Bab 3: Penjelas

175 28 14
                                    

Ah, aku kembali. Pesan sebelum cerita ini ada karena masukkan seseorang yang bilang aku kaku (yah, itu kenyataannya). Sarannya cukup masuk akal walaupun tingkahnya mengesalkan. Oh, jangan lupa beri komentar/kritik/saran/pesan/kesan, ya. Lalu.. Tolong vote jika kalian menyukainya. Hehehe aku meminta sangat banyak.

Selamat membaca.

°/\°


"Nyawa. Mereka memberiku nyawa. Kesempatan kedua untuk hidup."

°/\°

"Jaga detak jantungnya. Kita harus melakukan sesuatu agar dia selamat!"

Ruang operasi II hari itu sangat tegang. Mereka tengah berusaha menyelamatkan seorang anak yang kritis. Bocah yang berumur sekitar tujuh tahun itu ditemukan tak sadarkan diri diantara tumpukan mayat manusia. Terdapat banyak luka dan beberapa tulangnya patah. Juga kekurangan darah. Operasi kali ini diakui sangat sulit bahkan oleh para dokter ahli sekalipun. Beruntung beberapa ahli fisiologi dan ilmuan ikut membantu penanganan itu. Namun begitu tindakan mereka tak membuahkan hasil yang diharapkan. Detak jantungnya terus menurun. Butuh sebuah keajaiban untuk menyelamatkannya.

Ya, keajaiban. Ada sebuah keajaiban yang selama ini para ilmuan buat dengan mengorbankan segalanya. Waktu, pikiran, tenaga, harta, bahkan nyawa banyak orang. Sebuah keajaiban yang tanpa pikir panjang bisa saja merenggut nyawa bocah itu karena secara tidak langsung mereka memaksa bocah itu untuk rela jadi kelinci percobaan mereka yang entah keberapa.

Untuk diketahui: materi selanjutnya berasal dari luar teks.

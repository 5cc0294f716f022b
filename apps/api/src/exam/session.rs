use chrono::{DateTime, Utc};
use serde::{Deserialize, Serialize};
use std::collections::BTreeMap;
use uuid::Uuid;

use crate::exam::question::QuestionUnit;
use crate::models::candidate::CandidateRef;

/// The assessment variants driven by the generic session engine.
#[derive(Debug, Clone, Copy, PartialEq, Eq, Hash, Serialize, Deserialize)]
#[serde(rename_all = "snake_case")]
pub enum AssessmentKind {
    Aptitude,
    Communication,
    Interview,
}

impl AssessmentKind {
    pub fn parse(raw: &str) -> Option<Self> {
        match raw {
            "aptitude" => Some(Self::Aptitude),
            "communication" => Some(Self::Communication),
            "interview" => Some(Self::Interview),
            _ => None,
        }
    }

    pub fn as_str(self) -> &'static str {
        match self {
            Self::Aptitude => "aptitude",
            Self::Communication => "communication",
            Self::Interview => "interview",
        }
    }
}

#[derive(Debug, Clone, Copy, PartialEq, Eq, Serialize, Deserialize)]
#[serde(rename_all = "snake_case")]
pub enum SessionStatus {
    InProgress,
    Qualified,
    Regret,
}

impl SessionStatus {
    pub fn is_terminal(self) -> bool {
        !matches!(self, SessionStatus::InProgress)
    }
}

/// One exam attempt: an identity bound to an immutable question assignment
/// plus the submitted responses and per-unit scores.
///
/// The question list is assigned exactly once at session start and never
/// reassigned; scoring fixes the terminal status, after which the session is
/// read-only (re-submission returns the recorded result).
#[derive(Debug, Clone, Serialize, Deserialize)]
pub struct Session {
    pub id: Uuid,
    pub candidate: CandidateRef,
    pub candidate_name: String,
    pub kind: AssessmentKind,
    pub questions: Vec<QuestionUnit>,
    pub responses: BTreeMap<u32, String>,
    pub unit_scores: BTreeMap<u32, u32>,
    pub total_score: u32,
    pub status: SessionStatus,
    pub created_at: DateTime<Utc>,
    pub completed_at: Option<DateTime<Utc>>,
}

impl Session {
    pub fn new(
        candidate: CandidateRef,
        candidate_name: String,
        kind: AssessmentKind,
        questions: Vec<QuestionUnit>,
    ) -> Self {
        Self {
            id: Uuid::new_v4(),
            candidate,
            candidate_name,
            kind,
            questions,
            responses: BTreeMap::new(),
            unit_scores: BTreeMap::new(),
            total_score: 0,
            status: SessionStatus::InProgress,
            created_at: Utc::now(),
            completed_at: None,
        }
    }

    pub fn unit(&self, ordinal: u32) -> Option<&QuestionUnit> {
        self.questions.iter().find(|q| q.ordinal == ordinal)
    }

    /// Maximum attainable total for the assigned question set.
    pub fn max_total(&self) -> u32 {
        self.questions.iter().map(|q| q.marks).sum()
    }

    pub fn result(&self) -> ScoreResult {
        ScoreResult {
            session_id: self.id,
            total_score: self.total_score,
            max_total: self.max_total(),
            status: self.status,
            unit_scores: self.unit_scores.clone(),
        }
    }
}

/// Outcome of the aggregate-scoring step, also returned verbatim for
/// idempotent re-submission.
#[derive(Debug, Clone, Serialize)]
pub struct ScoreResult {
    pub session_id: Uuid,
    pub total_score: u32,
    pub max_total: u32,
    pub status: SessionStatus,
    pub unit_scores: BTreeMap<u32, u32>,
}

#[cfg(test)]
mod tests {
    use super::*;
    use crate::exam::question::QuestionUnit;

    #[test]
    fn test_kind_round_trips_through_parse() {
        for kind in [
            AssessmentKind::Aptitude,
            AssessmentKind::Communication,
            AssessmentKind::Interview,
        ] {
            assert_eq!(AssessmentKind::parse(kind.as_str()), Some(kind));
        }
        assert_eq!(AssessmentKind::parse("coding"), None);
    }

    #[test]
    fn test_max_total_sums_unit_marks() {
        let session = Session::new(
            CandidateRef::parse("a@x.com").unwrap(),
            "Ada".to_string(),
            AssessmentKind::Communication,
            vec![
                QuestionUnit::open(1, "Essay".to_string(), 10),
                QuestionUnit::open(2, "Summary".to_string(), 5),
            ],
        );
        assert_eq!(session.max_total(), 15);
    }

    #[test]
    fn test_session_serde_round_trip() {
        let mut session = Session::new(
            CandidateRef::parse("a@x.com").unwrap(),
            "Ada".to_string(),
            AssessmentKind::Aptitude,
            vec![QuestionUnit::closed(
                1,
                "2+2?".to_string(),
                vec!["3".to_string(), "4".to_string()],
                "4".to_string(),
            )],
        );
        session.responses.insert(1, "4".to_string());
        session.unit_scores.insert(1, 1);

        let json = serde_json::to_string(&session).unwrap();
        let back: Session = serde_json::from_str(&json).unwrap();
        assert_eq!(back.id, session.id);
        assert_eq!(back.responses.get(&1).map(String::as_str), Some("4"));
        assert_eq!(back.unit_scores.get(&1), Some(&1));
    }
}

Seorang ilmuan berpakaian serba putih langsung mengambil ramuan hasil percobaan mereka yang terakhir. Ramuan yang didasari obsesi keserakahan akan kekuasaan dan keabadian.

"Suntikan ramuan ini," perintahnya dengan mutlak.

Awalnya dokter itu ragu menerimanya. Pasalnya selama ini mereka tak pernah menggunakan objek percobaan anak-anak. Ia tak tega. Tapi semua ilmuan menatapnya dengan tajam dan ilmuan yang memberikan ramuan padanya meletakkannya di tangannya. Dengan berat hati ia memasukannya ke alat suntik. Tangannya bergetar hebat. Tiba-tiba ia teringat anaknya yang terbujur kaku akibat penyakit, persis seperti bocah di hadapannya saat ini. Dokter juga manusia yang memiliki jiwa dan perasaan.

'Maafkan aku, nak. Sungguh, maafkan dokter yang jahat ini.'

°/\°

Dahi, alis, dan kelopak mata itu berkerut. Lalu perlahan mulai terbuka. Samar-samar ia mulai melihat gambaran yang buram dan cukup terang. Semakin lama semakin jelas. Ia kenal tempat ini. Rumah sakit, seperti tempat yang selalu ia lihat di balik jendela kecil tempat biasa ia mengintip. Ada beberapa orang mengitarinya. Laki-laki dewasa sekitar tiga? Atau empat? Entahlah. Yang pasti ia haus dan lapar. Ia menoleh, mendapati tangannya sudah di infus.

"Syukurlah kau selamat, Nak," ucap seorang pria paruh baya. Ia berdiri di sisi lain dari tangannya yang diinfus.

"Anda siapa?" suaranya serak dan tenggorokannya sakit. Mungkin ia dehidrasi berat. Pria itu segera membantunya duduk dan mengambilkannya minum. Tak lupa punggung bocah itu diberi bantal besar agar bisa bersandar.

"Aku Edrise, kepala rumah sakit sekaligus ketua peneliti pemerintah."

"Lalu?"

"Kami menyelamatkanmu, bocah," sahut pria kurus tinggi berkacamata karet besar. Tepat di ujung kasur, dekat kakinya.